Go through the entries one line at a time, and gather every line that has the word "OnePointCrossover".

· · · · · · ·

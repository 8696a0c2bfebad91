use std::sync::{Arc, Mutex, Once};

use populus::{
    breeding::OnePointCrossover,
    environment::{Environment, Mode},
    error::GeneticError,
    evolution::{
        Algorithm, AlgorithmState, CancellationToken, EvolutionOptions, LogLevel, SimpleGa,
        StagnationLimit,
    },
    individual::Individual,
    population::{Population, UnorderedPopulation},
    representation::integer::{IntegerGene, IntegerGenerator, RandomResetMutator},
    selection::{ElitistSelector, TournamentSelector},
};

static INIT: Once = Once::new();

fn init_tracing() {
    INIT.call_once(|| {
        let _ = tracing_subscriber::fmt()
            .with_max_level(tracing::Level::DEBUG)
            .with_test_writer()
            .try_init();
    });
}

type Member = Individual<IntegerGene, i64>;

fn sum(mode: Mode) -> Arc<Environment<IntegerGene, i64>> {
    Arc::new(Environment::from_fn(mode, |genes: &[IntegerGene]| {
        genes.iter().map(|gene| gene.value()).sum()
    }))
}

fn configured(environment: &Arc<Environment<IntegerGene, i64>>) -> Algorithm<IntegerGene, i64> {
    Algorithm::builder()
        .generation(SimpleGa)
        .environment(Arc::clone(environment))
        .population(UnorderedPopulation::with_capacity(Arc::clone(environment), 16))
        .generator(IntegerGenerator::new(6, -10, 10).unwrap())
        .mutator(RandomResetMutator::new(0.4).unwrap())
        .recombinator(OnePointCrossover::new(0.8).unwrap())
        .selector(TournamentSelector::new(1, 3).unwrap())
        .build()
        .unwrap()
}

#[test]
fn test_zero_iterations_reports_initial_best() {
    init_tracing();
    let environment = sum(Mode::Maximize);
    let mut algorithm = configured(&environment);
    algorithm.set_options(EvolutionOptions::new(0, LogLevel::Verbose));
    algorithm.seed_population(16).unwrap();

    let expected = algorithm.population().unwrap().best().unwrap().id();
    let result = algorithm.run().unwrap();
    assert_eq!(result.iterations, 0);
    assert_eq!(result.stagnation, 0);
    assert_eq!(result.best.unwrap().id(), expected);
    assert_eq!(algorithm.state(), AlgorithmState::Finished);
}

#[test]
fn test_listeners_see_strictly_improving_bests() {
    init_tracing();
    let environment = sum(Mode::Maximize);
    let mut algorithm = configured(&environment);
    algorithm.set_options(EvolutionOptions::new(40, LogLevel::Minimal));
    algorithm.seed_population(16).unwrap();

    let seen = Arc::new(Mutex::new(Vec::new()));
    let sink = Arc::clone(&seen);
    let id = algorithm.subscribe(move |previous: Option<&Member>, current: &Member| {
        let previous = previous.and_then(|p| p.fitness().copied());
        sink.lock().unwrap().push((previous, *current.fitness().unwrap()));
    });

    let result = algorithm.run().unwrap();
    let seen = seen.lock().unwrap().clone();
    assert!(!seen.is_empty());
    assert_eq!(seen[0].0, None);
    for window in seen.windows(2) {
        assert_eq!(window[1].0, Some(window[0].1));
        assert!(window[1].1 > window[0].1);
    }
    assert_eq!(seen.last().map(|entry| entry.1), result.best_fitness().copied());
    assert!(algorithm.unsubscribe(id));
}

#[test]
fn test_cancel_from_listener() {
    init_tracing();
    let environment = sum(Mode::Maximize);
    let mut algorithm = configured(&environment);
    algorithm.seed_population(16).unwrap();

    let token = CancellationToken::new();
    algorithm.add_termination(token.clone());
    let trigger = token.clone();
    algorithm.subscribe(move |_: Option<&Member>, _: &Member| trigger.cancel());

    let result = algorithm.run().unwrap();
    assert!(token.is_cancelled());
    assert_eq!(result.iterations, 0);
}

#[test]
fn test_stagnation_limit_on_converged_population() {
    init_tracing();
    let environment = sum(Mode::Minimize);
    let mut algorithm = Algorithm::new(SimpleGa);
    algorithm.set_environment(Arc::clone(&environment)).unwrap();
    algorithm
        .set_population(UnorderedPopulation::new(Arc::clone(&environment)))
        .unwrap();
    algorithm.set_generator(IntegerGenerator::new(3, 0, 1).unwrap());
    algorithm.set_mutator(RandomResetMutator::new(1.0).unwrap());
    algorithm.set_recombinator(OnePointCrossover::new(1.0).unwrap());
    algorithm.set_selector(ElitistSelector::new());
    algorithm.add_termination(StagnationLimit(4));
    algorithm.seed_population(6).unwrap();

    // Every gene is pinned to zero, so nothing can ever improve.
    let result = algorithm.run().unwrap();
    assert_eq!(result.iterations, 4);
    assert_eq!(result.stagnation, 4);
    assert_eq!(result.best_fitness(), Some(&0));
}

#[test]
fn test_switch_environment_between_runs() {
    init_tracing();
    let maximize = sum(Mode::Maximize);
    let mut algorithm = configured(&maximize);
    algorithm.set_options(EvolutionOptions::new(5, LogLevel::None));
    algorithm.seed_population(16).unwrap();
    algorithm.run().unwrap();

    let minimize = sum(Mode::Minimize);
    algorithm.switch_environment(Arc::clone(&minimize)).unwrap();
    let population = algorithm.population().unwrap();
    assert!(population
        .iter()
        .all(|member| member.is_evaluated_by(&minimize)));
    let lowest = population.best_fitness().unwrap();
    assert!(*algorithm.best_fitness().unwrap() <= lowest);

    let result = algorithm.run().unwrap();
    assert_eq!(result.iterations, 5);
    assert!(result.best.unwrap().is_evaluated_by(&minimize));
}

#[test]
fn test_configuration_errors() {
    let environment = sum(Mode::Maximize);
    let mut algorithm = configured(&environment);
    assert!(matches!(
        algorithm.set_environment(Arc::clone(&environment)),
        Err(GeneticError::Configuration(_))
    ));
    assert!(matches!(
        algorithm.set_population(UnorderedPopulation::new(Arc::clone(&environment))),
        Err(GeneticError::Configuration(_))
    ));
    assert!(matches!(
        Algorithm::<IntegerGene, i64>::builder().build(),
        Err(GeneticError::Configuration(_))
    ));
    assert!(matches!(
        TournamentSelector::new(3, 2),
        Err(GeneticError::Configuration(_))
    ));
    assert!(matches!(
        OnePointCrossover::new(1.5),
        Err(GeneticError::Configuration(_))
    ));
}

· · · · · · ·

Response to the task |
    breeding::OnePointCrossover,
        .recombinator(OnePointCrossover::new(0.8).unwrap())
    algorithm.set_recombinator(OnePointCrossover::new(1.0).unwrap());
        OnePointCrossover::new(1.5),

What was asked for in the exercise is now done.